(Records from a data source)
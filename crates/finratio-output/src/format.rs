//! Number formatting shared by tables, charts and the dashboard.

use finratio_ratios::Ratio;

/// Format a statement amount.
///
/// Magnitudes of a thousand or more are rounded to whole units and grouped
/// with thousands separators (`-1,234,568`); smaller values such as per-share
/// figures keep two decimals.
pub fn format_amount(value: f64) -> String {
    if value.abs() < 1000.0 {
        return format!("{value:.2}");
    }

    let digits = format!("{:.0}", value.abs());
    let mut grouped = String::with_capacity(digits.len() + digits.len() / 3 + 1);
    if value < 0.0 {
        grouped.push('-');
    }
    for (i, c) in digits.chars().enumerate() {
        if i > 0 && (digits.len() - i) % 3 == 0 {
            grouped.push(',');
        }
        grouped.push(c);
    }
    grouped
}

/// Format a ratio value: free cash flow as an amount, everything else with two decimals.
pub fn format_ratio(ratio: Ratio, value: f64) -> String {
    match ratio {
        Ratio::FreeCashFlow => format_amount(value),
        _ => format!("{value:.2}"),
    }
}

/// Blank for absent values.
pub(crate) fn cell(value: Option<f64>, format: impl Fn(f64) -> String) -> String {
    value.map(format).unwrap_or_default()
}
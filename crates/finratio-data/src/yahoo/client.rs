//! Yahoo Finance client with rate limiting.
//!
//! Statements are read from the fundamentals-timeseries API with `reqwest`.
//! The market snapshot goes through `yahoo_finance_api`, which owns the cookie
//! and crumb session quoteSummary requires.

use super::quote_summary::SnapshotMultiples;
use super::timeseries::{ANNUAL_PREFIX, parse_timeseries, statement_keys};
use crate::error::{DataError, Result};
use crate::provider::FinancialsProvider;
use crate::snapshot::MarketSnapshot;
use crate::statement::{LineItemTable, Statement};
use chrono::Utc;
use reqwest::StatusCode;
use std::time::Duration;
use tokio::sync::Mutex;
use tokio::time::{Instant, sleep};
use tracing::debug;
use yahoo_finance_api as yahoo;

/// Yahoo Finance query host
const YAHOO_BASE_URL: &str = "https://query2.finance.yahoo.com";

/// Default spacing between requests
const DEFAULT_REQUEST_INTERVAL: Duration = Duration::from_millis(250);

/// Default request timeout
const DEFAULT_TIMEOUT: Duration = Duration::from_secs(30);

/// Browser-like user agent; Yahoo rejects the reqwest default
const USER_AGENT: &str = "Mozilla/5.0 (Macintosh; Intel Mac OS X 10_15_7)";

/// Start of the timeseries window (2016-12-31T00:00:00Z)
const TIMESERIES_START: i64 = 1_483_142_400;

/// Configuration for [`YahooProvider`].
#[derive(Debug, Clone)]
pub struct ProviderConfig {
    /// Timeseries host, without trailing slash
    pub base_url: String,
    /// Per-request timeout
    pub timeout: Duration,
    /// Minimum spacing between consecutive requests
    pub request_interval: Duration,
    /// User agent header
    pub user_agent: String,
}

impl Default for ProviderConfig {
    fn default() -> Self {
        Self {
            base_url: YAHOO_BASE_URL.to_string(),
            timeout: DEFAULT_TIMEOUT,
            request_interval: DEFAULT_REQUEST_INTERVAL,
            user_agent: USER_AGENT.to_string(),
        }
    }
}

/// Keeps consecutive requests at least `min_interval` apart.
struct RateLimiter {
    last_request: Option<Instant>,
    min_interval: Duration,
}

impl RateLimiter {
    const fn new(min_interval: Duration) -> Self {
        Self {
            last_request: None,
            min_interval,
        }
    }

    async fn wait(&mut self) {
        if let Some(last) = self.last_request {
            let elapsed = last.elapsed();
            if elapsed < self.min_interval {
                sleep(self.min_interval - elapsed).await;
            }
        }
        self.last_request = Some(Instant::now());
    }
}

/// Reject symbols that could not be a ticker before they reach a URL path.
pub fn validate_symbol(symbol: &str) -> Result<()> {
    if symbol.is_empty() {
        return Err(DataError::InvalidSymbol("Empty symbol".to_string()));
    }
    let valid = symbol
        .chars()
        .all(|c| c.is_ascii_alphanumeric() || matches!(c, '.' | '-' | '^' | '='));
    if !valid {
        return Err(DataError::InvalidSymbol(symbol.to_string()));
    }
    Ok(())
}

/// Yahoo Finance statements and market snapshot provider.
pub struct YahooProvider {
    client: reqwest::Client,
    connector: Mutex<yahoo::YahooConnector>,
    config: ProviderConfig,
    rate_limiter: Mutex<RateLimiter>,
}

impl std::fmt::Debug for YahooProvider {
    fn fmt(&self, f: &mut std::fmt::Formatter<'_>) -> std::fmt::Result {
        f.debug_struct("YahooProvider")
            .field("config", &self.config)
            .finish_non_exhaustive()
    }
}

impl YahooProvider {
    /// Create a provider with default settings.
    pub fn new() -> Result<Self> {
        Self::with_config(ProviderConfig::default())
    }

    /// Create a provider with custom settings.
    pub fn with_config(config: ProviderConfig) -> Result<Self> {
        let client = reqwest::Client::builder()
            .user_agent(config.user_agent.as_str())
            .timeout(config.timeout)
            .build()
            .map_err(DataError::Network)?;

        Ok(Self {
            client,
            connector: Mutex::new(yahoo::YahooConnector::new()?),
            rate_limiter: Mutex::new(RateLimiter::new(config.request_interval)),
            config,
        })
    }

    /// Provider settings.
    pub const fn config(&self) -> &ProviderConfig {
        &self.config
    }
}

impl FinancialsProvider for YahooProvider {
    async fn fetch_statement(&self, symbol: &str, statement: Statement) -> Result<LineItemTable> {
        validate_symbol(symbol)?;

        let keys = statement_keys(statement);
        let types = keys
            .iter()
            .map(|key| format!("{ANNUAL_PREFIX}{key}"))
            .collect::<Vec<_>>()
            .join(",");
        let url = format!(
            "{}/ws/fundamentals-timeseries/v1/finance/timeseries/{}",
            self.config.base_url, symbol
        );
        let query = [
            ("symbol", symbol.to_string()),
            ("type", types),
            ("period1", TIMESERIES_START.to_string()),
            ("period2", Utc::now().timestamp().to_string()),
        ];

        self.rate_limiter.lock().await.wait().await;
        debug!(url = %url, "GET");
        let response = self.client.get(&url).query(&query).send().await?;
        let status = response.status();
        let body = response.text().await?;

        if status == StatusCode::NOT_FOUND {
            return Ok(LineItemTable::empty(statement));
        }
        if !status.is_success() {
            return Err(DataError::Http(format!(
                "timeseries request for {symbol} failed: HTTP {status}"
            )));
        }

        let table = parse_timeseries(statement, keys, &body)?;
        debug!(
            symbol,
            %statement,
            items = table.items().len(),
            periods = table.periods().len(),
            "parsed statement"
        );
        Ok(table)
    }

    async fn fetch_snapshot(&self, symbol: &str) -> Result<MarketSnapshot> {
        validate_symbol(symbol)?;

        self.rate_limiter.lock().await.wait().await;
        debug!(symbol, "quoteSummary");
        let summary = {
            let mut connector = self.connector.lock().await;
            connector.get_ticker_info(symbol).await?
        };

        let Some(data) = summary
            .quote_summary
            .and_then(|qs| qs.result)
            .and_then(|results| results.into_iter().next())
        else {
            return Ok(MarketSnapshot::new());
        };

        let detail = data.summary_detail.as_ref();
        let statistics = data.default_key_statistics.as_ref();
        let multiples = SnapshotMultiples {
            trailing_pe: detail.and_then(|d| d.trailing_pe),
            price_to_sales: detail.and_then(|d| d.price_to_sales_trailing12months),
            price_to_book: statistics.and_then(|s| s.price_to_book),
            enterprise_to_ebitda: statistics.and_then(|s| s.enterprise_to_ebitda),
        };
        debug!(symbol, ?multiples, "parsed snapshot");
        Ok(multiples.into())
    }
}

> **TASK TO CARRY OUT**
Scan the lines above for the word "super", then copy each line that has it.

> **OUTPUT BELOW**
use super::quote_summary::SnapshotMultiples;
use super::timeseries::{ANNUAL_PREFIX, parse_timeseries, statement_keys};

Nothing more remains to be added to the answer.